Saved entries:
************

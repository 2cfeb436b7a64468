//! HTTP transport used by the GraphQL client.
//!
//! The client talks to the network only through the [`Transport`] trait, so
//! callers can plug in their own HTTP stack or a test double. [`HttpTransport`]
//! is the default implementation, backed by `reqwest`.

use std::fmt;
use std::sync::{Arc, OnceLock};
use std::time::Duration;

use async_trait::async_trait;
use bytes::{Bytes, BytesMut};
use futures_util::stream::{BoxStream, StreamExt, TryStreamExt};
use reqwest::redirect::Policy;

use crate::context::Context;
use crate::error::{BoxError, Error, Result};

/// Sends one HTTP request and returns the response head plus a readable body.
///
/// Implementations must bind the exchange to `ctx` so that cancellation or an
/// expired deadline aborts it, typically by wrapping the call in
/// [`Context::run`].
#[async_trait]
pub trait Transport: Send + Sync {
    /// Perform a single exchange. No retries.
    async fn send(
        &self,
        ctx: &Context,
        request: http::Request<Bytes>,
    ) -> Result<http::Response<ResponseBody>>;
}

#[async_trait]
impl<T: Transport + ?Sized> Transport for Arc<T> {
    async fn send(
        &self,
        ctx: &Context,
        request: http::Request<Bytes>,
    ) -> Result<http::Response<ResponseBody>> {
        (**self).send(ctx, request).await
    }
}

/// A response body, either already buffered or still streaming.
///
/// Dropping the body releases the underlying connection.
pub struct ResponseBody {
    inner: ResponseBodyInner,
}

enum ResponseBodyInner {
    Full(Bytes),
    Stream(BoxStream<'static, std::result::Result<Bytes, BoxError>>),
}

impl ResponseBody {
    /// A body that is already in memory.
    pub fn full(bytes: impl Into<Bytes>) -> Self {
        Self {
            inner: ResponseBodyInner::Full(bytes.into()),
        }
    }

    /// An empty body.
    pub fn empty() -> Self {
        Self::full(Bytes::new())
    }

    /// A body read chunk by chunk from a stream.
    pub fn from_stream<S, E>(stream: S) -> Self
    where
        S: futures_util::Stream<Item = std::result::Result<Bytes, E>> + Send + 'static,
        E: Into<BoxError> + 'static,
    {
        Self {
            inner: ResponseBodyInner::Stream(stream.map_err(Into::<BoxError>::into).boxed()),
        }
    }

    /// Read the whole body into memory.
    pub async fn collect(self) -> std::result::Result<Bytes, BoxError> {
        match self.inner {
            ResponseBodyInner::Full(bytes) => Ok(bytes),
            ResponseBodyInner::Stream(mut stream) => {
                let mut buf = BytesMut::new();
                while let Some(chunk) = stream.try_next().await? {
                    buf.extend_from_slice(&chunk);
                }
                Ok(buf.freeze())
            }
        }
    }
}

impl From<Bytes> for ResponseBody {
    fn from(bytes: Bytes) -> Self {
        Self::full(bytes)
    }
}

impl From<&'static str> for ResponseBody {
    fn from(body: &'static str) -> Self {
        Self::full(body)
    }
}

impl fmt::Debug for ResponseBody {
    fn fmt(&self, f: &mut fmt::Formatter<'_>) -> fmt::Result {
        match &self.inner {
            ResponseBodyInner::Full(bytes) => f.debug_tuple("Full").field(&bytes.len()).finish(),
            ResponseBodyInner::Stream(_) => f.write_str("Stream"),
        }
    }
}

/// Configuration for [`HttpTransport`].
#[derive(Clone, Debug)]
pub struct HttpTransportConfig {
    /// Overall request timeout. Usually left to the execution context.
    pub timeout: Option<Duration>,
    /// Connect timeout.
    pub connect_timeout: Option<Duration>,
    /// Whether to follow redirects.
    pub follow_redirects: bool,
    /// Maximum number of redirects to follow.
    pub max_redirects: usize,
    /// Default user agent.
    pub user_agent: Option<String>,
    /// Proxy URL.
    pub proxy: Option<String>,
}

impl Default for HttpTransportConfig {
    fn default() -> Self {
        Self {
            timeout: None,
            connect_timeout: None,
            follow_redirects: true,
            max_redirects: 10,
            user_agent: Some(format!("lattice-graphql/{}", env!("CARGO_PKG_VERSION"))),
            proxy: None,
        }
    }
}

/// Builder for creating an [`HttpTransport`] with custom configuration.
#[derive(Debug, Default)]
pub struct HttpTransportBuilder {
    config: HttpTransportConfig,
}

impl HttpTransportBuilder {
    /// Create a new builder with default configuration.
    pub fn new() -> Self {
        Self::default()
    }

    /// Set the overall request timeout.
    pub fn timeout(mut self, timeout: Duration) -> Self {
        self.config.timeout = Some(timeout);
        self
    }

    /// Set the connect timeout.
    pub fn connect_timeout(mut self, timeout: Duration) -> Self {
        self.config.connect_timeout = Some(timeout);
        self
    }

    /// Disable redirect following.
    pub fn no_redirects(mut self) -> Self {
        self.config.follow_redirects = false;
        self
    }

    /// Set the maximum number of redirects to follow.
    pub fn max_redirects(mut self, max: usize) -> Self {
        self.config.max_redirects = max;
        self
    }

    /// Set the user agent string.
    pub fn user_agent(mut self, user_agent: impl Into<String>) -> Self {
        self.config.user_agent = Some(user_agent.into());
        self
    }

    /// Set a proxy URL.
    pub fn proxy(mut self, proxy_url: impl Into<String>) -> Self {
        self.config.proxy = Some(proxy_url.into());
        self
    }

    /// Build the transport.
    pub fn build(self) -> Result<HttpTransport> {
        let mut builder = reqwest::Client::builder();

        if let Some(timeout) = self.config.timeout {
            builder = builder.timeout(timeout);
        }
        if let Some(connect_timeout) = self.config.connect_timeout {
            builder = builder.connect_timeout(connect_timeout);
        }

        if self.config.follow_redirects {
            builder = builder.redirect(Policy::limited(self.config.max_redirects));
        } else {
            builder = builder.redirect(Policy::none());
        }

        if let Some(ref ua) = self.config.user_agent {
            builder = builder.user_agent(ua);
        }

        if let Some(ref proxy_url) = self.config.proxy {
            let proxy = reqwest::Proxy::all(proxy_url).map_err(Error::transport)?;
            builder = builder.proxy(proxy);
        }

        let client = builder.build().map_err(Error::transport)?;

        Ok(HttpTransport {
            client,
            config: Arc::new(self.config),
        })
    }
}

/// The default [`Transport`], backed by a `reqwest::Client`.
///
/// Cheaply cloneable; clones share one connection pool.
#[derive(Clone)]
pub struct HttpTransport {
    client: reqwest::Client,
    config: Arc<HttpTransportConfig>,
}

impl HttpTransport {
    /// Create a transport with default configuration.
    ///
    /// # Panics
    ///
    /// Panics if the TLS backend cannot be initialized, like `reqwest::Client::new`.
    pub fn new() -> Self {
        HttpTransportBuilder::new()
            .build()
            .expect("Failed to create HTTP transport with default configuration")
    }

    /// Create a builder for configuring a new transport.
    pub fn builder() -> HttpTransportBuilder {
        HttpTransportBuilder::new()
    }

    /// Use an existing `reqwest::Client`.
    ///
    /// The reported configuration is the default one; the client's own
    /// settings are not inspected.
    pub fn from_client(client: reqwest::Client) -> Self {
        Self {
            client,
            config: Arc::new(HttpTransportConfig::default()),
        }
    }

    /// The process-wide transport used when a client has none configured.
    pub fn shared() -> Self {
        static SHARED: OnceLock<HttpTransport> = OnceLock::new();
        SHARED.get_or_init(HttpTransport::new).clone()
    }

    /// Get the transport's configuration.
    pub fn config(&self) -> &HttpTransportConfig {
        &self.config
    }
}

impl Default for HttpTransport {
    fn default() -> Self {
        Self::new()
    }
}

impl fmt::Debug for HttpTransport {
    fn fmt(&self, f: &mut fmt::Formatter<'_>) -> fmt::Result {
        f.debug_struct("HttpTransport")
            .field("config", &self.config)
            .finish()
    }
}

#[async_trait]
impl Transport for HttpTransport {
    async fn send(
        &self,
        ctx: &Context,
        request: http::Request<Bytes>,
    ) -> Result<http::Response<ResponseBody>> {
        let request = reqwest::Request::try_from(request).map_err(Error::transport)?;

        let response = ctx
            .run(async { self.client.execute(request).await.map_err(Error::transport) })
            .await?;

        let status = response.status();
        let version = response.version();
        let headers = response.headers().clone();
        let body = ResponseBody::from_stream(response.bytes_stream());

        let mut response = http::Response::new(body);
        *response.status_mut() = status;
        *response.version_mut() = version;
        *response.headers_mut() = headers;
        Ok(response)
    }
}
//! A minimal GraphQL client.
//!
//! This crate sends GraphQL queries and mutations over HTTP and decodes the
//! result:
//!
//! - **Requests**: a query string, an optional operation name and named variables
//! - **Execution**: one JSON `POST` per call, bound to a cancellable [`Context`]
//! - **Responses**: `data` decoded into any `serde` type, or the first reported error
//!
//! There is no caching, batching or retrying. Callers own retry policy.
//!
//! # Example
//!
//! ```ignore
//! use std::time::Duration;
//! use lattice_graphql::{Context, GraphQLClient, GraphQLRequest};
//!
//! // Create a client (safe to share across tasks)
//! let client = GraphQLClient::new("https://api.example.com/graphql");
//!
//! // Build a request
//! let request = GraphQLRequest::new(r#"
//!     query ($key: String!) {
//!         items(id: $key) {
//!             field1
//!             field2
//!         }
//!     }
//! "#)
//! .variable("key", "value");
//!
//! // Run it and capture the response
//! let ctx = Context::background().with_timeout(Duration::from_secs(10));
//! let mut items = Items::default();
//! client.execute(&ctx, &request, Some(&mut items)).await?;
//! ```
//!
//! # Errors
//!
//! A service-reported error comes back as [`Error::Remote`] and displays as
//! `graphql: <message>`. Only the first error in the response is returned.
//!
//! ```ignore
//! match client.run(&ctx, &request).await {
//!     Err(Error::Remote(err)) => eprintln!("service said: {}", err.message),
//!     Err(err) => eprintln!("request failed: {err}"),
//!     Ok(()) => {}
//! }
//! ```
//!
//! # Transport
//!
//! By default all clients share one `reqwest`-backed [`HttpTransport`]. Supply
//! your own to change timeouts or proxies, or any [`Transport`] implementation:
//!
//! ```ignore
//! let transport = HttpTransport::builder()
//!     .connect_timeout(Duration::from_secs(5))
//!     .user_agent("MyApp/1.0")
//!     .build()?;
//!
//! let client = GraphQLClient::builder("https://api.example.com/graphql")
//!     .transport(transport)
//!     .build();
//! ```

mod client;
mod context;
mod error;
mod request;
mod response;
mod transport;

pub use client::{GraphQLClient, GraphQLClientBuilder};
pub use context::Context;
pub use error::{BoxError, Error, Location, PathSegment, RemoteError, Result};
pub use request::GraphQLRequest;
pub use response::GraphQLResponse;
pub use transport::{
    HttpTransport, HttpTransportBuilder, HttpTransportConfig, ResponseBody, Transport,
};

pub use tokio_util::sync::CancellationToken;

************

▶ Work request
Starting with the first line above and ending with the line that holds "use async_trait::async_trait;", restate each line word for word and add nothing else.

▶ Result
repository 2cfeb436b7a64468
//! HTTP transport used by the GraphQL client.
//!
//! The client talks to the network only through the [`Transport`] trait, so
//! callers can plug in their own HTTP stack or a test double. [`HttpTransport`]
//! is the default implementation, backed by `reqwest`.

use std::fmt;
use std::sync::{Arc, OnceLock};
use std::time::Duration;

use async_trait::async_trait;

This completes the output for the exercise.